Ora, o que se veio a consagrar na norma em apreciação foi que, estando em causa uma execução de valor não superior ao fixado para a alçada do tribunal de 1ª instância (Esc. 500.000$00 à data da propositura da acção executiva em questão) baseada em título executivo representativo de uma obrigação que não seja uma decisão judicial, e desde que a penhora não recaia sobre bens imóveis ou estabelecimento comercial ou sobre bens móveis ou direitos que não tenham sido dados em penhor, se seguirá a forma de processo sumário.
Vale isto por dizer que tal norma, nos referidos casos, o que veio a prescrever foi uma alteração na forma do processo.
Só que essa alteração implicou que, com base no título executivo venha, desde logo, a ocorrer a preempção dos bens que servirão para satisfazer o crédito em dívida.

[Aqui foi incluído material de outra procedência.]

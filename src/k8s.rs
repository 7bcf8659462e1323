use anyhow::{Context, Result};
use futures::future::join_all;
use k8s_openapi::apimachinery::pkg::apis::meta::v1::APIGroup;
use kube::config::{KubeConfigOptions, Kubeconfig};
use kube::{Client, Config};
use std::path::PathBuf;
use tracing::{debug, warn};

use crate::resolver::RestMapper;

/// Which kubeconfig entries to connect with. Unset fields fall back to the
/// kubeconfig's current context.
#[derive(Debug, Clone, Default)]
pub struct KubeSelection {
    pub kubeconfig: Option<PathBuf>,
    pub context: Option<String>,
    pub cluster: Option<String>,
    pub user: Option<String>,
}

#[derive(Clone)]
pub struct KubeGateway {
    client: Client,
    context: String,
    default_namespace: String,
}

impl KubeGateway {
    pub async fn connect(selection: &KubeSelection) -> Result<Self> {
        let kubeconfig = match &selection.kubeconfig {
            Some(path) => Some(
                Kubeconfig::read_from(path)
                    .with_context(|| format!("failed to read kubeconfig {}", path.display()))?,
            ),
            None => Kubeconfig::read().ok(),
        };

        let config = if let Some(kubeconfig_value) = kubeconfig.clone() {
            let options = KubeConfigOptions {
                context: selection.context.clone(),
                cluster: selection.cluster.clone(),
                user: selection.user.clone(),
            };
            Config::from_custom_kubeconfig(kubeconfig_value, &options)
                .await
                .context("failed to infer Kubernetes configuration")?
        } else {
            if selection.context.is_some() || selection.cluster.is_some() || selection.user.is_some()
            {
                anyhow::bail!(
                    "kubeconfig not found; --context, --cluster and --user are unavailable in this environment"
                );
            }
            Config::infer()
                .await
                .context("failed to infer Kubernetes configuration")?
        };

        let default_namespace = config.default_namespace.clone();
        let client = Client::try_from(config).context("failed to initialize Kubernetes client")?;
        let context = selection
            .context
            .clone()
            .or_else(|| kubeconfig.and_then(|cfg| cfg.current_context))
            .unwrap_or_else(|| "in-cluster".to_string());

        debug!(context = %context, namespace = %default_namespace, "connected");
        Ok(Self {
            client,
            context,
            default_namespace,
        })
    }

    pub fn context(&self) -> &str {
        &self.context
    }

    pub fn default_namespace(&self) -> &str {
        &self.default_namespace
    }

    pub fn client(&self) -> Client {
        self.client.clone()
    }

    /// Builds the type registry from the discovery documents: the core group
    /// first, then every named group in server order, preferred versions ahead
    /// of the rest. Group versions that fail to answer are skipped; aggregated
    /// APIs are often unavailable and should not block unrelated lookups.
    pub async fn discover_rest_mapper(&self) -> Result<RestMapper> {
        let mut mapper = RestMapper::new();

        let core = self
            .client
            .list_core_api_versions()
            .await
            .context("failed to discover core API versions")?;
        for version in &core.versions {
            let resources = self
                .client
                .list_core_api_resources(version)
                .await
                .with_context(|| format!("failed to discover resources for {version}"))?;
            mapper.add_group_version("", version, &resources.resources);
        }

        let groups = self
            .client
            .list_api_groups()
            .await
            .context("failed to discover API groups")?;
        let group_versions = groups
            .groups
            .iter()
            .flat_map(ordered_group_versions)
            .collect::<Vec<_>>();

        let lookups = group_versions.iter().map(|(_, _, group_version)| {
            self.client.list_api_group_resources(group_version)
        });
        let results = join_all(lookups).await;

        for ((group, version, group_version), result) in group_versions.iter().zip(results) {
            match result {
                Ok(list) => mapper.add_group_version(group, version, &list.resources),
                Err(error) => {
                    warn!(group_version = %group_version, error = %error, "skipping unavailable API group version");
                }
            }
        }

        debug!(resources = mapper.len(), "discovered resource types");
        Ok(mapper)
    }
}

/// (group, version, group/version) triples, preferred version first.
fn ordered_group_versions(group: &APIGroup) -> Vec<(String, String, String)> {
    let preferred = group
        .preferred_version
        .as_ref()
        .map(|preferred| preferred.version.as_str());

    let mut versions = group.versions.iter().collect::<Vec<_>>();
    versions.sort_by_key(|version| Some(version.version.as_str()) != preferred);

    versions
        .into_iter()
        .map(|version| {
            (
                group.name.clone(),
                version.version.clone(),
                version.group_version.clone(),
            )
        })
        .collect()
}
//! Windowed query pipeline
//!
//! One query resolves a requested [start, end) window into three adjacent
//! windows of equal length, filters the collection per window, and
//! produces per-type projections plus summary statistics:
//!
//! - [`endpoints`]: the window planner
//! - [`params`]: query parameters, built fresh per call
//! - [`executor`]: the orchestrator, [`DataSet`]
//! - [`result`]: the assembled, caller-owned result
//! - [`error`]: typed errors for structurally invalid calls

pub mod endpoints;
pub mod error;
pub mod executor;
pub mod params;
pub mod result;

pub use endpoints::{EndpointWindow, Endpoints};
pub use error::{QueryError, QueryResult};
pub use executor::DataSet;
pub use params::{Query, SortOrder, SortSpec, TypeQuery};
pub use result::{ProjectedRecord, QueryOutput, ResultData, WindowData};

3.1. Seguindo o processo executivo a forma ordinária, comanda o artº
811º do Processo Civil que [n]ão havendo fundamento para indeferir liminarmente ou determinar o aperfeiçoamento do requerimento executivo, o juiz determina a citação do executado para, no prazo de 20 dias, pagar ou nomear bens à penhora, podendo, desde logo, opor-se à execução por embargos, enquanto que, se se seguir a forma de processo sumário, só após a efectivação da penhora é que o executado
é notificado simultaneamente do requerimento executivo, do despacho determinativo da penhora e da realização desta, para deduzir, querendo, ..., embargos de executado ou oposição à penhora.

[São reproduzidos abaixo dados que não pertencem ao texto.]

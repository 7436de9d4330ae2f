//! Collection-wide metadata
//!
//! Derived over the unfiltered collection at query time: which glucose
//! sources are present, and the most recent insulin pump upload.

use serde::{Deserialize, Serialize};

use crate::event::{Event, EventType};
use crate::store::EventStore;

/// Device tag marking an upload as coming from an insulin pump
const INSULIN_PUMP_TAG: &str = "insulin-pump";

/// Which glucose data sources exist in the collection
#[derive(Debug, Clone, Default, PartialEq, Serialize, Deserialize)]
pub struct BgSources {
    /// Continuous readings present
    pub cbg: bool,
    /// Fingerstick readings present
    pub smbg: bool,
    /// The preferred source: cbg when present, else smbg
    #[serde(skip_serializing_if = "Option::is_none")]
    pub current: Option<EventType>,
}

impl BgSources {
    /// Detect sources over the unfiltered collection
    pub fn detect(store: &EventStore) -> Self {
        let all = store.view_all();
        let cbg = !all.of_type(&EventType::Cbg).is_empty();
        let smbg = !all.of_type(&EventType::Smbg).is_empty();

        let current = if cbg {
            Some(EventType::Cbg)
        } else if smbg {
            Some(EventType::Smbg)
        } else {
            None
        };

        Self { cbg, smbg, current }
    }
}

/// The most recent insulin pump upload in the collection
#[derive(Debug, Clone, Default, PartialEq, Serialize, Deserialize)]
#[serde(rename_all = "camelCase")]
pub struct LatestPump {
    /// Device model string, empty when no pump upload exists
    pub device_model: String,
    /// Lowercased upload source, with the CareLink service mapped to its
    /// device manufacturer
    pub manufacturer: String,
}

impl LatestPump {
    /// Find the latest pump upload over the unfiltered collection
    pub fn detect(store: &EventStore) -> Self {
        let uploads = store.view_all();
        let latest = uploads
            .of_type(&EventType::Upload)
            .events()
            .filter(|e| e.device_tags.iter().any(|t| t == INSULIN_PUMP_TAG))
            .last();

        match latest {
            Some(upload) => Self::from_upload(upload),
            None => Self::default(),
        }
    }

    fn from_upload(upload: &Event) -> Self {
        let source = upload
            .source
            .as_deref()
            .unwrap_or_default()
            .to_lowercase();
        let manufacturer = if source == "carelink" {
            "medtronic".to_string()
        } else {
            source
        };

        Self {
            device_model: upload.device_model.clone().unwrap_or_default(),
            manufacturer,
        }
    }
}

/// Metadata attached to every query result
#[derive(Debug, Clone, Default, PartialEq, Serialize, Deserialize)]
#[serde(rename_all = "camelCase")]
pub struct MetaData {
    pub latest_pump: LatestPump,
    pub bg_sources: BgSources,
}

impl MetaData {
    /// Compute all metadata over the unfiltered collection
    pub fn collect(store: &EventStore) -> Self {
        Self {
            latest_pump: LatestPump::detect(store),
            bg_sources: BgSources::detect(store),
        }
    }
}

#[cfg(test)]
mod tests {
    use super::*;
    use serde_json::json;

    fn upload(id: &str, time: i64, source: &str, model: &str, tags: &[&str]) -> Event {
        let raw = json!({
            "id": id,
            "type": "upload",
            "time": time,
            "source": source,
            "deviceModel": model,
            "deviceTags": tags,
        });
        Event::from_value(&raw).unwrap()
    }

    #[test]
    fn test_bg_sources_prefers_cbg() {
        let mut store = EventStore::new();
        store.add(vec![
            Event::new("c", "cbg", 0).value(100.0, "mg/dL"),
            Event::new("s", "smbg", 0).value(100.0, "mg/dL"),
        ]);

        let sources = BgSources::detect(&store);
        assert!(sources.cbg);
        assert!(sources.smbg);
        assert_eq!(sources.current, Some(EventType::Cbg));
    }

    #[test]
    fn test_bg_sources_smbg_only() {
        let mut store = EventStore::new();
        store.add(vec![Event::new("s", "smbg", 0).value(100.0, "mg/dL")]);

        let sources = BgSources::detect(&store);
        assert!(!sources.cbg);
        assert_eq!(sources.current, Some(EventType::Smbg));
    }

    #[test]
    fn test_bg_sources_empty() {
        let store = EventStore::new();
        let sources = BgSources::detect(&store);
        assert_eq!(sources.current, None);
    }

    #[test]
    fn test_latest_pump_picks_most_recent_pump_upload() {
        let mut store = EventStore::new();
        store.add(vec![
            upload("u1", 1000, "Tandem", "t:slim X2", &["insulin-pump"]),
            upload("u2", 3000, "Dexcom", "G6", &["cgm"]),
            upload("u3", 2000, "Insulet", "Omnipod", &["insulin-pump"]),
        ]);

        let pump = LatestPump::detect(&store);
        // u3 is the latest upload tagged insulin-pump; u2 is ignored
        assert_eq!(pump.device_model, "Omnipod");
        assert_eq!(pump.manufacturer, "insulet");
    }

    #[test]
    fn test_latest_pump_carelink_maps_to_medtronic() {
        let mut store = EventStore::new();
        store.add(vec![upload("u1", 0, "CareLink", "723", &["insulin-pump"])]);

        let pump = LatestPump::detect(&store);
        assert_eq!(pump.manufacturer, "medtronic");
        assert_eq!(pump.device_model, "723");
    }

    #[test]
    fn test_latest_pump_defaults_when_absent() {
        let store = EventStore::new();
        let pump = LatestPump::detect(&store);
        assert_eq!(pump, LatestPump::default());
    }
}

Se é compreensível o que se contém no despacho impugnado, o mesmo surpreendeu a inconstitucionalidade do normativo sub specie na circunstância de a citação ter lugar apenas após a penhora.
Será assim?
Adianta-se desde já que não.
4. No âmbito do Código de Processo Civil, o princípio do contraditório encontra-se consagrado no seu artº 3º, o qual dispõe no seu nº 3 que o juiz deve observar e fazer cumprir, ao longo de todo o processo, o princípio do contraditório, não lhe sendo lícito, salvo caso de manifesta desnecessidade, decidir questões de direito ou de facto, mesmo que de conhecimento oficioso, sem que as partes tenham tido a possibilidade de sobre elas se pronunciarem.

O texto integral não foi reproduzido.